Referring to FIG. 8 is a plot of flow rates derived from one minute snapshots during the first, seventh, and ninth hours of the process. There is a gradual decline in the amount of chlorine consumed as the reaction proceeds towards completion. Forecasting the trend indicates process completion at 10 hours; this is in close agreement with the BET surface area and TGA DTA data.

While the present invention has been described in connection with the preferred embodiments of the various figures, it is to be understood that other similar embodiments may be used or modifications and additions may be made to the described embodiment for performing the same function of the present invention without deviating therefrom.
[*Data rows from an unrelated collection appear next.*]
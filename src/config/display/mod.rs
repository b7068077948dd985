
use std::fmt;
use std::path::Path;

use anyhow::{Context, Result};
use console::style;

use super::secrets::mask_secret;
use super::{Config, ConfigError, Secrets};

/// Print the effective configuration to stderr
#[inline]
pub fn show_config(config: &Config, secrets: &Result<Secrets, ConfigError>) {
    eprint!("{}", ConfigReport { config, secrets });
}

/// Render the configuration report shown by `config --show`
#[inline]
pub fn render_config(config: &Config, secrets: &Result<Secrets, ConfigError>) -> String {
    ConfigReport { config, secrets }.to_string()
}

/// The `config --show` report, settings first and then the environment
pub struct ConfigReport<'a> {
    pub config: &'a Config,
    pub secrets: &'a Result<Secrets, ConfigError>,
}

impl fmt::Display for ConfigReport<'_> {
    #[inline]
    fn fmt(&self, f: &mut fmt::Formatter<'_>) -> fmt::Result {
        let config = self.config;

        writeln!(f, "{}", style("📋 Current Configuration").bold().cyan())?;
        writeln!(f)?;

        writeln!(f, "{}", style("Server:").bold().yellow())?;
        writeln!(f, "  Host: {}", style(&config.server.host).cyan())?;
        writeln!(f, "  Port: {}", style(config.server.port).cyan())?;
        writeln!(
            f,
            "  Max Duration: {}s",
            style(config.server.max_duration_seconds).cyan()
        )?;

        writeln!(f, "{}", style("OpenAI:").bold().yellow())?;
        writeln!(f, "  Base URL: {}", style(&config.openai.base_url).cyan())?;
        writeln!(
            f,
            "  Embedding Model: {} ({} dimensions)",
            style(&config.openai.embedding_model).cyan(),
            config.openai.embedding_dimension
        )?;
        writeln!(
            f,
            "  Chat Model: {} (max {} tokens)",
            style(&config.openai.chat_model).cyan(),
            config.openai.max_tokens
        )?;

        writeln!(f, "{}", style("Vector Store:").bold().yellow())?;
        writeln!(
            f,
            "  Backend: {}",
            style(format!("{:?}", config.vector_store.backend).to_lowercase()).cyan()
        )?;
        writeln!(
            f,
            "  Metric: {}",
            style(config.vector_store.metric.as_str()).cyan()
        )?;
        writeln!(f, "  Top K: {}", style(config.vector_store.top_k).cyan())?;

        writeln!(f, "{}", style("Ingestion:").bold().yellow())?;
        writeln!(
            f,
            "  Chunking: {} chars, {} overlap",
            style(config.chunking.chunk_size).cyan(),
            style(config.chunking.chunk_overlap).cyan()
        )?;
        writeln!(f, "  Concurrency: {}", style(config.ingest.concurrency).cyan())?;
        for source in &config.ingest.sources {
            writeln!(f, "  Source: {}", style(source).cyan())?;
        }

        writeln!(f, "{}", style("Environment:").bold().yellow())?;
        match self.secrets {
            Ok(secrets) => {
                writeln!(f, "  Astra URL: {}", style(&secrets.astra_url).cyan())?;
                writeln!(f, "  Keyspace: {}", style(&secrets.astra_keyspace).cyan())?;
                writeln!(f, "  Collection: {}", style(&secrets.collection).cyan())?;
                writeln!(
                    f,
                    "  Astra Token: {}",
                    style(mask_secret(&secrets.astra_token)).dim()
                )?;
                writeln!(
                    f,
                    "  OpenAI Key: {}",
                    style(mask_secret(&secrets.openai_api_key)).dim()
                )?;
            }
            Err(e) => writeln!(f, "  {}", style(e).red())?,
        }

        writeln!(f)?;
        writeln!(
            f,
            "Config file: {}",
            style(config.config_file_path().display()).dim()
        )
    }
}

/// Write a default config file into `config_dir` unless one already exists.
///
/// Returns whether a file was written.
#[inline]
pub fn init_config(config_dir: &Path) -> Result<bool> {
    let config = Config::load(config_dir).context("Failed to load configuration")?;
    if config.config_file_path().exists() {
        return Ok(false);
    }
    config.save().context("Failed to save configuration")?;
    Ok(true)
}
Therefore, the present invention should not be limited to any single embodiment, but rather construed in breadth and scope in accordance with the recitation of the appended claims.

Claims

1. A method of carbide-derived carbon production comprising

processing a silicon carbide;

adding a chlorine flow to a reactor;

monitoring said chlorine flow; and

controlling said chlorine flow.

2. The method of claim 1 further comprising the steps of:

collecting an excess amount of chlorine with a cold trap; and

recycling said excess amount of chlorine.

3. The method of claim 1 wherein processing a silicon carbide is performed at a temperature of about 1000 degrees Celsius for a time;

4. The method of claim 1 wherein processing a silicon carbide is performed pressure of about 600 degree hydrogen atmosphere.
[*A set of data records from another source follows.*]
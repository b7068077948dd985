use thiserror::Error;

pub type Result<T> = std::result::Result<T, RagError>;

#[derive(Error, Debug)]
pub enum RagError {
    #[error("Configuration error: {0}")]
    Config(String),

    #[error("Embedding error: {0}")]
    Embedding(String),

    #[error("Vector store error: {0}")]
    VectorStore(String),

    #[error("Completion error: {0}")]
    Completion(String),

    #[error("Scrape error: {0}")]
    Scrape(String),

    #[error("Network error: {0}")]
    Network(#[from] reqwest::Error),

    #[error("IO error: {0}")]
    Io(#[from] std::io::Error),

    #[error("Other error: {0}")]
    Other(#[from] anyhow::Error),
}

pub mod chat;
pub mod commands;
pub mod completion;
pub mod config;
pub mod crawler;
pub mod database;
pub mod embeddings;
pub mod indexer;
pub mod server;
5. The method of claim 1 further comprising processing a silicon carbide for a second time.

6. The method of claim 1 wherein a time is from about one hour to about ten hours as desired.

7. The method of claim 1 wherein adding a chlorine flow is done through pressure control.

8. The method of claim 1 further comprising the step of maintaining a reactor pressure of 0.7 psi.

9. A method of carbide-derived carbon production comprising:

adding an amount of silicon carbide to a pressurized furnace;

processing said amount of silicon carbide;

adding a chlorine flow to said pressurized furnace;

maintaining a constant pressure;

monitoring said chlorine flow;

controlling said chlorine flow;

collecting an amount of silicon tetrachloride with a cold trap;

collecting an amount of excess chlorine; and

recycling said amount of excess chlorine.

10. The method of claim 9 wherein processing said amount of silicon carbide is performed at a temperature of about 1000 degrees Celsius.

11. The method of claim 9 wherein processing said amount of silicon carbide is performed at a pressure of about 600 degree hydrogen atmosphere.

12. A system for producing carbide derived carbon comprising:

a closed process gas system;

a pressurized furnace connected to the closed process gas system;

a cold trap connected to the pressurized furnace opposite the pressure monitor; and

a recycle tank connected to the cold trap opposite the pressurized furnace.

13. The system of claim 12 wherein the closed process gas system comprises:

a chlorine tank connected to a pressure monitor;

a data logging and process control system connected to the pressure monitor; and

a mass flow controller, where the mass flow controller is connected to the data logging and process control system and connects the chlorine tank to the pressurized furnace,

14. The system of claim 12 wherein the mass flow controller doses said pressurized furnace with chlorine to maintain a 0.7 psi reactor pressure.

15. The system of claim 12 further comprising:

a cold trap connected to the pressurized furnace opposite the pressure monitor; and

a recycle tank connected to the cold trap opposite the pressurized furnace.